1. Preparação de Drosophila (as ferramentas necessárias estão representados na Figura 2A)

1. Para qualquer uma das experiências descritas, recolher Drosophila (mantido à temperatura ambiente ou 25 ° C) dentro de 5 dias após a eclosão e colocá-los num frasco encheu-se com 5-7 mL de Drosophila alimentos (ver Materiais Tabela), com não mais do que 25 voa em cada frasco; manter uma relação feminino: masculino de 2: 1.
2. Polvilhe uma pequena quantidade de levedura granulada para estimular a produção de ovos de Drosophila. Executar a manipulação experimental dentro de 2 - 4 dias.

2. Dissecção de Drosophila ovários (as ferramentas necessárias estão representados na Figura 2A)
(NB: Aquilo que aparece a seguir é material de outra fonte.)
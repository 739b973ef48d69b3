use std::collections::BTreeMap;

use serde::{Deserialize, Serialize};

use crate::{NodeId, ShardGroupId, ShardId};

pub const HOUR_NS: u64 = 3_600_000_000_000;
pub const DAY_NS: u64 = 24 * HOUR_NS;
pub const WEEK_NS: u64 = 7 * DAY_NS;

/// Shortest finite retention a policy may declare.
pub const MIN_RETENTION_NS: u64 = HOUR_NS;

/// A data node registered with the cluster.
#[derive(Debug, Clone, PartialEq, Eq, Serialize, Deserialize)]
#[serde(rename_all = "camelCase")]
pub struct NodeInfo {
    pub id: NodeId,
    pub http_addr: String,
    pub tcp_addr: String,
}

#[derive(Debug, Clone, PartialEq, Eq, Serialize, Deserialize)]
#[serde(rename_all = "camelCase")]
pub struct DatabaseInfo {
    pub name: String,
    /// Empty when the database has no default policy.
    pub default_retention_policy: String,
    pub retention_policies: Vec<RetentionPolicyInfo>,
    pub continuous_queries: Vec<ContinuousQueryInfo>,
}

impl DatabaseInfo {
    pub fn retention_policy(&self, name: &str) -> Option<&RetentionPolicyInfo> {
        self.retention_policies.iter().find(|rp| rp.name == name)
    }

    pub fn retention_policy_mut(&mut self, name: &str) -> Option<&mut RetentionPolicyInfo> {
        self.retention_policies.iter_mut().find(|rp| rp.name == name)
    }
}

/// Requested shape of a retention policy.
///
/// Durations are nanoseconds. `duration == 0` means data is kept forever;
/// `shard_group_duration == 0` asks the state machine to derive one.
#[derive(Debug, Clone, PartialEq, Eq, Serialize, Deserialize)]
#[serde(rename_all = "camelCase")]
pub struct RetentionPolicySpec {
    pub name: String,
    pub replica_n: u32,
    #[serde(default)]
    pub duration: u64,
    #[serde(default)]
    pub shard_group_duration: u64,
}

/// Partial update of an existing retention policy; `None` leaves a field as is.
#[derive(Debug, Clone, Default, PartialEq, Eq, Serialize, Deserialize)]
#[serde(rename_all = "camelCase")]
pub struct RetentionPolicyUpdate {
    #[serde(default)]
    pub name: Option<String>,
    #[serde(default)]
    pub replica_n: Option<u32>,
    #[serde(default)]
    pub duration: Option<u64>,
    #[serde(default)]
    pub shard_group_duration: Option<u64>,
}

#[derive(Debug, Clone, PartialEq, Eq, Serialize, Deserialize)]
#[serde(rename_all = "camelCase")]
pub struct RetentionPolicyInfo {
    pub name: String,
    pub replica_n: u32,
    pub duration: u64,
    pub shard_group_duration: u64,
    pub shard_groups: Vec<ShardGroupInfo>,
    pub subscriptions: Vec<SubscriptionInfo>,
}

impl RetentionPolicyInfo {
    /// The non-deleted shard group whose `[start, end)` range contains `ts`.
    pub fn shard_group_by_timestamp(&self, ts: i64) -> Option<&ShardGroupInfo> {
        self.shard_groups
            .iter()
            .find(|sg| !sg.is_deleted() && sg.contains(ts))
    }
}

/// Time is Unix nanoseconds. The group covers `[start_time, end_time)`.
#[derive(Debug, Clone, PartialEq, Eq, Serialize, Deserialize)]
#[serde(rename_all = "camelCase")]
pub struct ShardGroupInfo {
    pub id: ShardGroupId,
    pub start_time: i64,
    pub end_time: i64,
    pub deleted_at: Option<i64>,
    pub truncated_at: Option<i64>,
    pub shards: Vec<ShardInfo>,
}

impl ShardGroupInfo {
    pub fn is_deleted(&self) -> bool {
        self.deleted_at.is_some()
    }

    pub fn contains(&self, ts: i64) -> bool {
        ts >= self.start_time && ts < self.end_time
    }
}

#[derive(Debug, Clone, PartialEq, Eq, Serialize, Deserialize)]
#[serde(rename_all = "camelCase")]
pub struct ShardInfo {
    pub id: ShardId,
    pub owners: Vec<NodeId>,
}

#[derive(Debug, Clone, PartialEq, Eq, Serialize, Deserialize)]
#[serde(rename_all = "camelCase")]
pub struct SubscriptionInfo {
    pub name: String,
    pub mode: String,
    pub destinations: Vec<String>,
}

#[derive(Debug, Clone, PartialEq, Eq, Serialize, Deserialize)]
#[serde(rename_all = "camelCase")]
pub struct ContinuousQueryInfo {
    pub name: String,
    pub query: String,
}

#[derive(Debug, Clone, Copy, PartialEq, Eq, Serialize, Deserialize)]
#[serde(rename_all = "UPPERCASE")]
pub enum Privilege {
    #[serde(rename = "NO PRIVILEGES")]
    NoPrivileges,
    Read,
    Write,
    All,
}

#[derive(Debug, Clone, PartialEq, Eq, Serialize, Deserialize)]
#[serde(rename_all = "camelCase")]
pub struct UserInfo {
    pub name: String,
    /// bcrypt hash; never the plaintext password.
    pub hash: String,
    pub admin: bool,
    /// database name → privilege
    pub privileges: BTreeMap<String, Privilege>,
}

/// Cluster-wide named lease. `expiration` is Unix nanoseconds.
#[derive(Debug, Clone, PartialEq, Eq, Serialize, Deserialize)]
#[serde(rename_all = "camelCase")]
pub struct Lease {
    pub name: String,
    pub owner: NodeId,
    pub expiration: i64,
}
1. Quente inseto dissecando médio (ver Materiais Tabela) à temperatura ambiente, 25 ° C. Encha três poços de uma de oito poços prato de dissecação de vidro, com 200 uL de meio em cada poço.
2. Anestesiar Drosophila com CO _{2, colocando a agulha da pistola de ar por baixo do bujão do frasco. Coloque-os em uma almofada mosca. Usando um microscópio de dissecação, classificar 5 fêmeas e colocá-los no primeiro poço do prato de dissecação. Lidar com uma Drosophila num momento em que a realização de microscopia ao vivo.}
3. Ao olhar através da ocular do microscópio de dissecação, separar o tórax do abdômen usando dois pares de fórceps. Usando fórceps, transferir cuidadosamente os abdómens para o segundo poço do prato.
4. Utilizar um par de pinças para segurar o abdómen na extremidade posterior, e lentamente empurrar para fora os ovários (juntamente com os outros conteúdos abdominais) com o outro par de fórceps. Se essa tentativa falhar, remova cuidadosamente o exoesqueleto abdominal, inserindo as pinça na extremidade anterior para liberar os ovários.
5. Usando a pinça, segure um ovário indivíduo pela extremidade posterior opaca (ou seja, os ovos encheu-gema, em estágio final) e movê-lo com cuidado para o terceiro poço do pratopara provocando a processá-lo por microscopia vivo (passo 3) ou para a fixação de realizar imunocoloração (passo 7).
6. Cuidadosamente provocar a bainha protectora em torno dos ovários por varrer uma agulha provocação levemente a partir do posterior à extremidade anterior de cada ovário, mantendo-o pela extremidade posterior com um par de fórceps.
   NOTA: Para minimizar os danos durante a provocação, dobre a ponta da agulha e zoom em cada ovário, aumentando a ampliação do microscópio (Figura 2A). Traquina deve ser suficientemente eficaz para romper o invólucro, mas também deve ser feito com cuidado para preservar a integridade dos ovarioles.

3. Preparação para microscopia de tecido vivo

NOTA: As ferramentas necessárias são representadas na Figura 2A.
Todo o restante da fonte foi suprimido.